Problem statement -
Search the records below for the word "Parser" and show every line where it occurs.

Stored data entries
================
use std::path::PathBuf;

use anyhow::Context;
use clap::{ArgAction, Parser, Subcommand};
use freqdist_report::{analysis::Analysis, ingest::DelimitedTable};
use tracing::level_filters::LevelFilter;
use tracing_subscriber::EnvFilter;

use self::{analyze::AnalyzeArg, generate::GenerateArg, view::ViewArg};

mod analyze;
mod generate;
mod view;

#[derive(Debug, Clone, Parser)]
#[command(author, version, about, long_about = None)]
pub struct CommandArgs {
    /// Increase log verbosity (-v: debug, -vv: trace)
    #[arg(short, long, global = true, action = ArgAction::Count)]
    verbose: u8,
    /// Only log errors
    #[arg(short, long, global = true, conflicts_with = "verbose")]
    quiet: bool,
    /// What mode to run the program in
    #[command(subcommand)]
    mode: Mode,
}

#[derive(Debug, Clone, Subcommand)]
enum Mode {
    /// Analyze a column and write tables, chart data and a LaTeX report
    Analyze(#[clap(flatten)] AnalyzeArg),
    /// Explore the distribution of a column in the terminal
    View(#[clap(flatten)] ViewArg),
    /// Generate a synthetic sample as delimited text
    Generate(#[clap(flatten)] GenerateArg),
}

/// Where the observations come from and how to group them.
#[derive(Debug, Clone, clap::Args)]
pub(crate) struct InputArg {
    /// Delimited text file with a header row
    csv: PathBuf,
    /// Column to analyze (defaults to the first numeric column)
    #[arg(long)]
    column: Option<String>,
    /// Number of classes (defaults to Sturges' rule)
    #[arg(long)]
    classes: Option<usize>,
    /// Field delimiter
    #[arg(long, default_value_t = ',')]
    delimiter: char,
}

impl InputArg {
    pub(crate) fn load_analysis(&self) -> anyhow::Result<Analysis> {
        let Self {
            csv,
            column,
            classes,
            delimiter,
        } = self;

        tracing::info!(path = %csv.display(), "loading data");
        let table = DelimitedTable::from_path(csv, *delimiter)
            .with_context(|| format!("Failed to load data from {}", csv.display()))?;
        let column = table
            .extract_series(column.as_deref())
            .with_context(|| format!("Failed to select a column from {}", csv.display()))?;
        tracing::info!(
            column = column.name.as_str(),
            records = column.records,
            observations = column.series.len(),
            "loaded column"
        );

        let analysis = Analysis::run(column.name, &column.series, *classes)
            .context("Failed to analyze data")?
            .with_records(column.records);
        Ok(analysis)
    }
}

pub fn run() -> anyhow::Result<()> {
    let args = CommandArgs::parse();
    init_tracing(args.verbose, args.quiet);
    match args.mode {
        Mode::Analyze(arg) => analyze::run(&arg)?,
        Mode::View(arg) => view::run(&arg)?,
        Mode::Generate(arg) => generate::run(&arg)?,
    }
    Ok(())
}

/// Logs go to stderr so that stdout stays usable for tables and generated data.
///
/// `RUST_LOG` takes precedence over the `-v`/`-q` flags.
fn init_tracing(verbose: u8, quiet: bool) {
    let default_level = match (quiet, verbose) {
        (true, _) => LevelFilter::ERROR,
        (false, 0) => LevelFilter::INFO,
        (false, 1) => LevelFilter::DEBUG,
        (false, _) => LevelFilter::TRACE,
    };
    let filter = EnvFilter::builder()
        .with_default_directive(default_level.into())
        .from_env_lossy();
    tracing_subscriber::fmt()
        .with_env_filter(filter)
        .with_writer(std::io::stderr)
        .with_target(false)
        .init();
}

#[cfg(test)]
mod tests {
    use clap::CommandFactory as _;

    use super::*;

    #[test]
    fn test_command_definition() {
        CommandArgs::command().debug_assert();
    }

    #[test]
    fn test_parse_analyze() {
        let args = CommandArgs::try_parse_from([
            "freqdist",
            "-v",
            "analyze",
            "data.csv",
            "--column",
            "height",
            "--classes",
            "6",
            "--delimiter",
            ";",
            "--pdf",
        ])
        .unwrap();
        assert_eq!(args.verbose, 1);
        let Mode::Analyze(arg) = args.mode else {
            panic!("expected analyze");
        };
        assert_eq!(arg.input.csv, PathBuf::from("data.csv"));
        assert_eq!(arg.input.column.as_deref(), Some("height"));
        assert_eq!(arg.input.classes, Some(6));
        assert_eq!(arg.input.delimiter, ';');
        assert!(arg.pdf);
    }

    #[test]
    fn test_quiet_conflicts_with_verbose() {
        assert!(CommandArgs::try_parse_from(["freqdist", "-q", "-v", "view", "a.csv"]).is_err());
    }

    #[test]
    fn test_load_analysis() {
        let dir = std::env::temp_dir().join(format!("freqdist-load-{}", std::process::id()));
        std::fs::create_dir_all(&dir).unwrap();
        let path = dir.join("data.csv");
        std::fs::write(&path, "name,x\na,1\nb,\nc,3\nd,3\n").unwrap();

        let input = InputArg {
            csv: path,
            column: None,
            classes: Some(2),
            delimiter: ',',
        };
        let analysis = input.load_analysis().unwrap();
        assert_eq!(analysis.variable, "x");
        assert_eq!(analysis.records, 4);
        assert_eq!(analysis.stats.count, 3);
        assert_eq!(analysis.table.len(), 2);

        let missing = InputArg {
            column: Some("y".to_owned()),
            ..input
        };
        let err = missing.load_analysis().unwrap_err();
        assert!(format!("{err:#}").contains("column 'y' not found"));
        std::fs::remove_dir_all(dir).unwrap();
    }
}
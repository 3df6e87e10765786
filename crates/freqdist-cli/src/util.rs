use std::{
    fs::{self, File},
    io::{self, BufWriter, StdoutLock, Write as _},
    path::{Path, PathBuf},
};

use anyhow::Context;

/// Destination of a generated artifact: standard output or a file.
#[derive(Debug)]
pub enum Output {
    Stdout {
        writer: StdoutLock<'static>,
    },
    File {
        writer: BufWriter<File>,
        path: PathBuf,
    },
}

impl Output {
    pub fn save_json<T>(value: &T, path: PathBuf) -> anyhow::Result<()>
    where
        T: serde::Serialize,
    {
        let mut output = Output::create(path)?;
        output.write_json(value)?;
        output.finish()
    }

    pub fn from_output_path(output_path: Option<PathBuf>) -> anyhow::Result<Self> {
        match output_path {
            Some(path) => Output::create(path),
            None => Ok(Output::stdout()),
        }
    }

    pub fn stdout() -> Self {
        Output::Stdout {
            writer: io::stdout().lock(),
        }
    }

    /// Creates (or truncates) the file at `path`, creating missing parent
    /// directories first.
    pub fn create(path: PathBuf) -> anyhow::Result<Self> {
        if let Some(parent) = path.parent().filter(|p| !p.as_os_str().is_empty()) {
            create_dir(parent)?;
        }
        let file = File::create(&path)
            .with_context(|| format!("Failed to create output file: {}", path.display()))?;
        Ok(Output::File {
            writer: BufWriter::new(file),
            path,
        })
    }

    pub fn display_path(&self) -> String {
        match self {
            Output::Stdout { .. } => "stdout".to_string(),
            Output::File { path, .. } => path.display().to_string(),
        }
    }

    pub fn write_json<T>(&mut self, value: &T) -> anyhow::Result<()>
    where
        T: serde::Serialize,
    {
        serde_json::to_writer_pretty(&mut *self, value)
            .with_context(|| format!("Failed to write JSON to {}", self.display_path()))?;
        writeln!(&mut *self)
            .with_context(|| format!("Failed to write to {}", self.display_path()))?;
        Ok(())
    }

    /// Flushes buffered output and logs where it went.
    pub fn finish(mut self) -> anyhow::Result<()> {
        self.flush()
            .with_context(|| format!("Failed to flush output to {}", self.display_path()))?;
        if let Output::File { path, .. } = &self {
            tracing::info!(path = %path.display(), "wrote file");
        }
        Ok(())
    }
}

impl io::Write for Output {
    fn write(&mut self, buf: &[u8]) -> io::Result<usize> {
        match self {
            Output::Stdout { writer } => writer.write(buf),
            Output::File { writer, .. } => writer.write(buf),
        }
    }

    fn flush(&mut self) -> io::Result<()> {
        match self {
            Output::Stdout { writer } => writer.flush(),
            Output::File { writer, .. } => writer.flush(),
        }
    }
}

pub fn create_dir(dir: &Path) -> anyhow::Result<()> {
    fs::create_dir_all(dir)
        .with_context(|| format!("Failed to create directory: {}", dir.display()))
}
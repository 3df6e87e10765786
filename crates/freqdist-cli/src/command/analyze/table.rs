//! Console tables for the analysis results.

use freqdist_report::analysis::Analysis;
use freqdist_stats::descriptive::ModeSource;

const INTERVAL_WIDTH: usize = 26;

/// label(26) + mark(10) + fi(8) + hi(8) + %(8) + Fi(8) + Hi(8) + spaces(6)
const FREQUENCY_TABLE_WIDTH: usize = 82;

pub(super) fn print_frequency_table(analysis: &Analysis) {
    let table = &analysis.table;
    println!(
        "Frequency table of '{}' ({} classes, width {:.4}{})",
        analysis.variable,
        table.len(),
        table.class_width(),
        if table.is_degenerate() {
            ", all values equal"
        } else {
            ""
        }
    );
    println!(
        "  {:<INTERVAL_WIDTH$} {:>10} {:>8} {:>8} {:>8} {:>8} {:>8}",
        "Interval", "Mark", "fi", "hi", "%", "Fi", "Hi",
    );
    println!("  {}", "-".repeat(FREQUENCY_TABLE_WIDTH));
    for class in table {
        println!(
            "  {:<INTERVAL_WIDTH$} {:>10.2} {:>8} {:>8.4} {:>8.2} {:>8} {:>8.4}",
            class.label(2),
            class.class_mark,
            class.absolute_frequency,
            class.relative_frequency,
            class.percent_frequency,
            class.cumulative_absolute,
            class.cumulative_relative,
        );
    }
    println!("  {}", "-".repeat(FREQUENCY_TABLE_WIDTH));
    println!(
        "  {:<INTERVAL_WIDTH$} {:>10} {:>8} {:>8.4} {:>8.2}",
        "Total", "", table.total(), 1.0, 100.0
    );
    println!();
    println!("  fi/hi: absolute/relative frequency, Fi/Hi: cumulative");
}

pub(super) fn print_statistics(analysis: &Analysis) {
    let s = &analysis.stats;
    println!("Descriptive statistics of '{}'", analysis.variable);
    println!("  Records:      {:>12}", analysis.records);
    println!("  Observations: {:>12}", s.count);
    println!("  Mean:         {:>12.4}", s.mean);
    println!("  Median:       {:>12.4}", s.median);
    match s.mode_source {
        ModeSource::Repeated => println!("  Mode:         {:>12.4}", s.mode),
        ModeSource::MeanFallback => println!("  Mode:         {:>12.4} (no repeats, mean)", s.mode),
    }
    println!("  Std dev:      {:>12.4}", s.std_dev);
    println!("  Variance:     {:>12.4}", s.variance);
    println!("  Min:          {:>12.4}", s.min);
    println!("  Q1:           {:>12.4}", s.quartiles.q1);
    println!("  Q3:           {:>12.4}", s.quartiles.q3);
    println!("  Max:          {:>12.4}", s.max);
    println!("  Range:        {:>12.4}", s.range);
    println!("  IQR:          {:>12.4}", s.iqr);
    match analysis.relative_dispersion() {
        Some(d) => println!(
            "  CV:           {:>11.2}% ({} dispersion)",
            d.cv_percent, d.level
        ),
        None => println!("  CV:           {:>12}", "undefined"),
    }
}
/// Error returned when the input to a statistics builder is unusable.
///
/// These are usage errors: they are surfaced to the caller immediately and
/// never retried or suppressed inside the crate.
#[derive(Debug, Clone, PartialEq, derive_more::Display, derive_more::Error)]
pub enum InvalidInputError {
    /// The series contains no values.
    #[display("series must contain at least one value")]
    EmptySeries,
    /// An explicit class count smaller than 1 was supplied.
    #[display("class count must be at least 1 (got {class_count})")]
    InvalidClassCount { class_count: usize },
    /// The series contains NaN or an infinity.
    #[display("value at index {index} is not finite ({value})")]
    NonFiniteValue { index: usize, value: f64 },
}

/// Checks the preconditions shared by every builder in this crate.
pub(crate) fn validate_series(values: &[f64]) -> Result<(), InvalidInputError> {
    if values.is_empty() {
        return Err(InvalidInputError::EmptySeries);
    }
    if let Some((index, &value)) = values.iter().enumerate().find(|(_, v)| !v.is_finite()) {
        return Err(InvalidInputError::NonFiniteValue { index, value });
    }
    Ok(())
}
//! Relative dispersion: the coefficient of variation and its verbal label.

use std::fmt;

use freqdist_stats::descriptive::DescriptiveStatistics;
use serde::Serialize;

/// Coefficients of variation (in percent) below this are [`DispersionLevel::Low`].
pub const LOW_DISPERSION_LIMIT: f64 = 20.0;
/// Coefficients of variation (in percent) below this are at most
/// [`DispersionLevel::Moderate`].
pub const MODERATE_DISPERSION_LIMIT: f64 = 40.0;

#[derive(Debug, Clone, Copy, PartialEq, Eq, Serialize)]
#[serde(rename_all = "lowercase")]
pub enum DispersionLevel {
    Low,
    Moderate,
    High,
}

impl DispersionLevel {
    /// Classifies a coefficient of variation given in percent.
    ///
    /// ```
    /// use freqdist_report::dispersion::DispersionLevel;
    ///
    /// assert_eq!(DispersionLevel::from_cv_percent(19.99), DispersionLevel::Low);
    /// assert_eq!(DispersionLevel::from_cv_percent(20.0), DispersionLevel::Moderate);
    /// assert_eq!(DispersionLevel::from_cv_percent(40.0), DispersionLevel::High);
    /// ```
    #[must_use]
    pub fn from_cv_percent(cv_percent: f64) -> Self {
        if cv_percent < LOW_DISPERSION_LIMIT {
            Self::Low
        } else if cv_percent < MODERATE_DISPERSION_LIMIT {
            Self::Moderate
        } else {
            Self::High
        }
    }
}

impl fmt::Display for DispersionLevel {
    fn fmt(&self, f: &mut fmt::Formatter<'_>) -> fmt::Result {
        let s = match self {
            Self::Low => "low",
            Self::Moderate => "moderate",
            Self::High => "high",
        };
        f.pad(s)
    }
}

/// Coefficient of variation with its label.
#[derive(Debug, Clone, Copy, PartialEq, Serialize)]
pub struct RelativeDispersion {
    /// `std_dev / mean * 100`.
    pub cv_percent: f64,
    pub level: DispersionLevel,
}

impl RelativeDispersion {
    /// Returns `None` when the mean is zero, where the coefficient is undefined.
    #[must_use]
    pub fn from_stats(stats: &DescriptiveStatistics) -> Option<Self> {
        let cv_percent = coefficient_of_variation(stats.std_dev, stats.mean)?;
        Some(Self {
            cv_percent,
            level: DispersionLevel::from_cv_percent(cv_percent),
        })
    }
}

/// `std_dev / mean * 100`, or `None` if `mean` is zero.
///
/// A negative mean gives a negative coefficient.
#[must_use]
pub fn coefficient_of_variation(std_dev: f64, mean: f64) -> Option<f64> {
    (mean != 0.0).then(|| std_dev / mean * 100.0)
}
================
Answer to this problem -
use clap::{ArgAction, Parser, Subcommand};
#[derive(Debug, Clone, Parser)]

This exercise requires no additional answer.